Ricoverato all’ospedale Meyer di Firenze, un bambino di 12 anni ha rischiato la vita per le complicanze determinate dall’infezione da coronavirus ma è stato salvato grazie il lavoro di una equipe multidisciplinare.
Dopo quattordici giorni trascorsi in rianimazione e una degenza nel reparto di pediatria, il piccolo paziente ha potuto fare ritorno a casa, finalmente guarito.
È la prima volta, dall’inizio dell’emergenza epidemiologia da Covid, che il personale sanitario del Meyer si trova a fronteggiare un caso di tale gravità: di solito, infatti, il virus colpisce in modo più lieve bambini e adolescenti. Nel caso del dodicenne, invece l’infezione ha scatenato un gravissimo quadro infiammatorio, che in termini tecnici è definito Pims: una sindrome di infiammazione multi-sistemica correlata all’infezione da Sars-Cov-2 identificata nell’età pediatrica.
Si tratta di una sindrome infiammatoria, provocata da una vera e propria tempesta di citochine, proteine che regolano la risposta immunitaria dell’organismo e che sono responsabili di una delle complicanze più temute di questa infezione. Una condizione del tutto imprevedibile e inaspettata, anche perché il paziente non soffriva di alcuna patologia pregressa.
Il ragazzino è arrivato al Meyer trasferito dal pronto soccorso di un altro ospedale: un quadro di shock con insufficienza renale ha convinto i medici che lo avevano in cura a disporre con urgenza il trasferimento presso la rianimazione dell’ospedale pediatrico fiorentino. Al Meyer è arrivato cosciente, ma l’aggravamento delle sue condizioni è stato improvviso e rapidissimo.

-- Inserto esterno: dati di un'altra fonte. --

#![allow(dead_code)]
use pampac::*;

/// Adds a `Token` annotation (with a `string` feature) for every whitespace separated word
pub fn tokenize(doc: &mut Document, annset: &str) -> Result<(), PampacError> {
    let mut tokens: Vec<(usize, usize, String)> = Vec::new();
    let mut start: Option<usize> = None;
    for (i, c) in doc.text().chars().chain(std::iter::once(' ')).enumerate() {
        match (c.is_whitespace(), start) {
            (true, Some(s)) => {
                tokens.push((s, i, doc.text_slice(s, i)?.to_string()));
                start = None;
            }
            (false, None) => start = Some(i),
            _ => {}
        }
    }
    let set = doc.annset_mut(annset);
    for (start, end, string) in tokens {
        set.add(
            start,
            end,
            "Token",
            Some(Features::from([("string".to_string(), FeatureValue::from(string))])),
        )?;
    }
    Ok(())
}

/// The text "Hello world" with two tokens in the default set
pub fn setup_example_1() -> Result<Document, PampacError> {
    let mut doc = Document::new("Hello world").with_config(Config::default().with_debug(true));
    tokenize(&mut doc, "")?;
    Ok(doc)
}

/// A document with tokens, numbers and month names in the default set:
/// "On 2 March 2024 we met again on 15 May 2024."
pub fn setup_example_2() -> Result<Document, PampacError> {
    let mut doc = Document::new("On 2 March 2024 we met again on 15 May 2024.");
    tokenize(&mut doc, "")?;
    let set = doc.annset_mut("");
    for (start, end, value) in [(3, 4, 2), (11, 15, 2024), (32, 34, 15), (39, 43, 2024)] {
        set.add(
            start,
            end,
            "Number",
            Some(Features::from([("value".to_string(), FeatureValue::from(value))])),
        )?;
    }
    for (start, end, month) in [(5, 10, 3), (35, 38, 5)] {
        set.add(
            start,
            end,
            "Month",
            Some(Features::from([("month".to_string(), FeatureValue::from(month))])),
        )?;
    }
    Ok(doc)
}

/// Spans from the annotation set, in order
pub fn spans(set: &AnnotationSet) -> Vec<(usize, usize)> {
    set.iter().map(|a| (a.start(), a.end())).collect()
}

Le sue condizioni sono apparse subito gravissime, per la presenza di un’insufficienza multi-organo che ha compromesso prima la funzionalità dei reni, poi del sistema cardiocircolatorio, dei polmoni e dell’apparato gastroenterico. Il paziente, affidato alle cure degli operatori della Rianimazione, è stato intubato e supportato nelle sue funzioni vitali.
Al lavoro, oltre agli specialisti delle cure intensive, un team multidisciplinare composto da infettivologi, reumatologi, cardiologi e nefrologi. Per giorni si è temuto il peggio, anche perché le condizioni del paziente non davano segni di miglioramento. Non è stato facile mettere a punto una terapia adeguata, anche per la mancanza di una casistica pediatrica sufficientemente ampia da fornire indicazioni univoche e sicure sulla cura da adottare. In questo senso si è rivelata utile l’appartenenza a network nazionali e internazionali e il confronto tra specialisti pediatrici, che con l’espandersi dell’epidemia hanno condiviso le loro conoscenze. Nel caso del bambino, è stato efficace l’utilizzo di un farmaco inibitore della Interleuchina-1, di solito usato in gravi patologie autoimmuni, insieme ad altre terapie anti-infiammatorie (immunoglobuline e cortisone).